» **Task details**:
Write out all the material verbatim, line by line.

» **Records**:
——

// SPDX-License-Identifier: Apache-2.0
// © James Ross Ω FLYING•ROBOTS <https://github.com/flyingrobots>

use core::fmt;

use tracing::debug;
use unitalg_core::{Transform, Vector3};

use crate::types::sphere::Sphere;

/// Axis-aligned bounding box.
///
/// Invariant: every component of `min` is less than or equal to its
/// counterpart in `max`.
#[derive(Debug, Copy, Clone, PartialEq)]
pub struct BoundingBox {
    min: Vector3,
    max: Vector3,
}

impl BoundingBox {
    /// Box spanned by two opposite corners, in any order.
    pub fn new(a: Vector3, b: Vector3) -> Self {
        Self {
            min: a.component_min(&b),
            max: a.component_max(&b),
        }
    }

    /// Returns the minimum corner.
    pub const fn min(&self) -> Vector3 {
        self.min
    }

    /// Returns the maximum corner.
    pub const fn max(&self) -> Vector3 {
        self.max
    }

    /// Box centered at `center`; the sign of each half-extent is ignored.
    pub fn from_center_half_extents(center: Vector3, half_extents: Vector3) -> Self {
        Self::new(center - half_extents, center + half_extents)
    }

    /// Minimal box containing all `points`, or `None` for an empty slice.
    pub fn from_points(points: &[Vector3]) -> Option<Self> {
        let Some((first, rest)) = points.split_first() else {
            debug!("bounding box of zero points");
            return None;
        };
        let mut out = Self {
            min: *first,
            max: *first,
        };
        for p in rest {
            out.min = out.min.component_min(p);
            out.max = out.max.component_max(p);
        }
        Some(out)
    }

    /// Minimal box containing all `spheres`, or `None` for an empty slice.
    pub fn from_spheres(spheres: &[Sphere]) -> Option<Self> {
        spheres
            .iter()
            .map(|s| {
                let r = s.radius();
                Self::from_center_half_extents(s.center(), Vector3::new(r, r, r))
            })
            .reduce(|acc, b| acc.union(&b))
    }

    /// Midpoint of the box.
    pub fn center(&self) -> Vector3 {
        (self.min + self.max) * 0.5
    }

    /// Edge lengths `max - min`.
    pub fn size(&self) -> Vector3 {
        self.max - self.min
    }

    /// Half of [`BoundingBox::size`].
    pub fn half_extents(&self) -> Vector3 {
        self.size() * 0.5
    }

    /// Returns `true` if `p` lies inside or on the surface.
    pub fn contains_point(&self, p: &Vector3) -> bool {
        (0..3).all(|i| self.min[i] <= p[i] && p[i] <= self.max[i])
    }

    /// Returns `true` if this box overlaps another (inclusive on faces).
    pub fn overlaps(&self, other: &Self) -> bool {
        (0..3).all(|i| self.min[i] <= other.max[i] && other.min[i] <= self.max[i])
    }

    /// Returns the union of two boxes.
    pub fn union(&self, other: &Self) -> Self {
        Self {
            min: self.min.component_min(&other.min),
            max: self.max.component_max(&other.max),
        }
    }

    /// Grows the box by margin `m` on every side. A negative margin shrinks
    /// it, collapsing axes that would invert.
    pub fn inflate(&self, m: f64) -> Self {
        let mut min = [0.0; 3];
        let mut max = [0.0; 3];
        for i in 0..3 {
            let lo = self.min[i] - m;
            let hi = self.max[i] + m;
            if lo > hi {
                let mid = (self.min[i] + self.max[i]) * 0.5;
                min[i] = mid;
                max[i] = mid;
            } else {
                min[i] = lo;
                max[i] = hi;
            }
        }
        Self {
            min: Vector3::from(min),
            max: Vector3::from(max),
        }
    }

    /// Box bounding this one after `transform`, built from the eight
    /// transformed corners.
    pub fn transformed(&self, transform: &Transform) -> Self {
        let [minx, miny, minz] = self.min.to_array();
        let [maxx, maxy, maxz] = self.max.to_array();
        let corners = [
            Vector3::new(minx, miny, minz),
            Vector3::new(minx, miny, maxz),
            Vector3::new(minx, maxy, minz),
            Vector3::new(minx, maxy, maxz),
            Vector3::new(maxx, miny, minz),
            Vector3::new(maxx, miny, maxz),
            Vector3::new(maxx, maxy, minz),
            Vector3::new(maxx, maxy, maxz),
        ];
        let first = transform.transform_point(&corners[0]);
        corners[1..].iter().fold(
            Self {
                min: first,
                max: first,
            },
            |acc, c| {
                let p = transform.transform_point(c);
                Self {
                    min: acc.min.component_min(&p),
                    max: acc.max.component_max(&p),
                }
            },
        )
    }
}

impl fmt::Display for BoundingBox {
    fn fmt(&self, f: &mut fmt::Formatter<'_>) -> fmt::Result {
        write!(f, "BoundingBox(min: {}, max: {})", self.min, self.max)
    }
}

——

» **Reply to the task**:
// SPDX-License-Identifier: Apache-2.0
// © James Ross Ω FLYING•ROBOTS <https://github.com/flyingrobots>

use core::fmt;

use tracing::debug;
use unitalg_core::{Transform, Vector3};

use crate::types::sphere::Sphere;

/// Axis-aligned bounding box.
///
/// Invariant: every component of `min` is less than or equal to its
/// counterpart in `max`.
#[derive(Debug, Copy, Clone, PartialEq)]
pub struct BoundingBox {
    min: Vector3,
    max: Vector3,
}

impl BoundingBox {
    /// Box spanned by two opposite corners, in any order.
    pub fn new(a: Vector3, b: Vector3) -> Self {
        Self {
            min: a.component_min(&b),
            max: a.component_max(&b),
        }
    }

    /// Returns the minimum corner.
    pub const fn min(&self) -> Vector3 {
        self.min
    }

    /// Returns the maximum corner.
    pub const fn max(&self) -> Vector3 {
        self.max
    }

    /// Box centered at `center`; the sign of each half-extent is ignored.
    pub fn from_center_half_extents(center: Vector3, half_extents: Vector3) -> Self {
        Self::new(center - half_extents, center + half_extents)
    }

    /// Minimal box containing all `points`, or `None` for an empty slice.
    pub fn from_points(points: &[Vector3]) -> Option<Self> {
        let Some((first, rest)) = points.split_first() else {
            debug!("bounding box of zero points");
            return None;
        };
        let mut out = Self {
            min: *first,
            max: *first,
        };
        for p in rest {
            out.min = out.min.component_min(p);
            out.max = out.max.component_max(p);
        }
        Some(out)
    }

    /// Minimal box containing all `spheres`, or `None` for an empty slice.
    pub fn from_spheres(spheres: &[Sphere]) -> Option<Self> {
        spheres
            .iter()
            .map(|s| {
                let r = s.radius();
                Self::from_center_half_extents(s.center(), Vector3::new(r, r, r))
            })
            .reduce(|acc, b| acc.union(&b))
    }

    /// Midpoint of the box.
    pub fn center(&self) -> Vector3 {
        (self.min + self.max) * 0.5
    }

    /// Edge lengths `max - min`.
    pub fn size(&self) -> Vector3 {
        self.max - self.min
    }

    /// Half of [`BoundingBox::size`].
    pub fn half_extents(&self) -> Vector3 {
        self.size() * 0.5
    }

    /// Returns `true` if `p` lies inside or on the surface.
    pub fn contains_point(&self, p: &Vector3) -> bool {
        (0..3).all(|i| self.min[i] <= p[i] && p[i] <= self.max[i])
    }

    /// Returns `true` if this box overlaps another (inclusive on faces).
    pub fn overlaps(&self, other: &Self) -> bool {
        (0..3).all(|i| self.min[i] <= other.max[i] && other.min[i] <= self.max[i])
    }

    /// Returns the union of two boxes.
    pub fn union(&self, other: &Self) -> Self {
        Self {
            min: self.min.component_min(&other.min),
            max: self.max.component_max(&other.max),
        }
    }

    /// Grows the box by margin `m` on every side. A negative margin shrinks
    /// it, collapsing axes that would invert.
    pub fn inflate(&self, m: f64) -> Self {
        let mut min = [0.0; 3];
        let mut max = [0.0; 3];
        for i in 0..3 {
            let lo = self.min[i] - m;
            let hi = self.max[i] + m;
            if lo > hi {
                let mid = (self.min[i] + self.max[i]) * 0.5;
                min[i] = mid;
                max[i] = mid;
            } else {
                min[i] = lo;
                max[i] = hi;
            }
        }
        Self {
            min: Vector3::from(min),
            max: Vector3::from(max),
        }
    }

    /// Box bounding this one after `transform`, built from the eight
    /// transformed corners.
    pub fn transformed(&self, transform: &Transform) -> Self {
        let [minx, miny, minz] = self.min.to_array();
        let [maxx, maxy, maxz] = self.max.to_array();
        let corners = [
            Vector3::new(minx, miny, minz),
            Vector3::new(minx, miny, maxz),
            Vector3::new(minx, maxy, minz),
            Vector3::new(minx, maxy, maxz),
            Vector3::new(maxx, miny, minz),
            Vector3::new(maxx, miny, maxz),
            Vector3::new(maxx, maxy, minz),
            Vector3::new(maxx, maxy, maxz),
        ];
        let first = transform.transform_point(&corners[0]);
        corners[1..].iter().fold(
            Self {
                min: first,
                max: first,
            },
            |acc, c| {
                let p = transform.transform_point(c);
                Self {
                    min: acc.min.component_min(&p),
                    max: acc.max.component_max(&p),
                }
            },
        )
    }
}

impl fmt::Display for BoundingBox {
    fn fmt(&self, f: &mut fmt::Formatter<'_>) -> fmt::Result {
        write!(f, "BoundingBox(min: {}, max: {})", self.min, self.max)
    }
}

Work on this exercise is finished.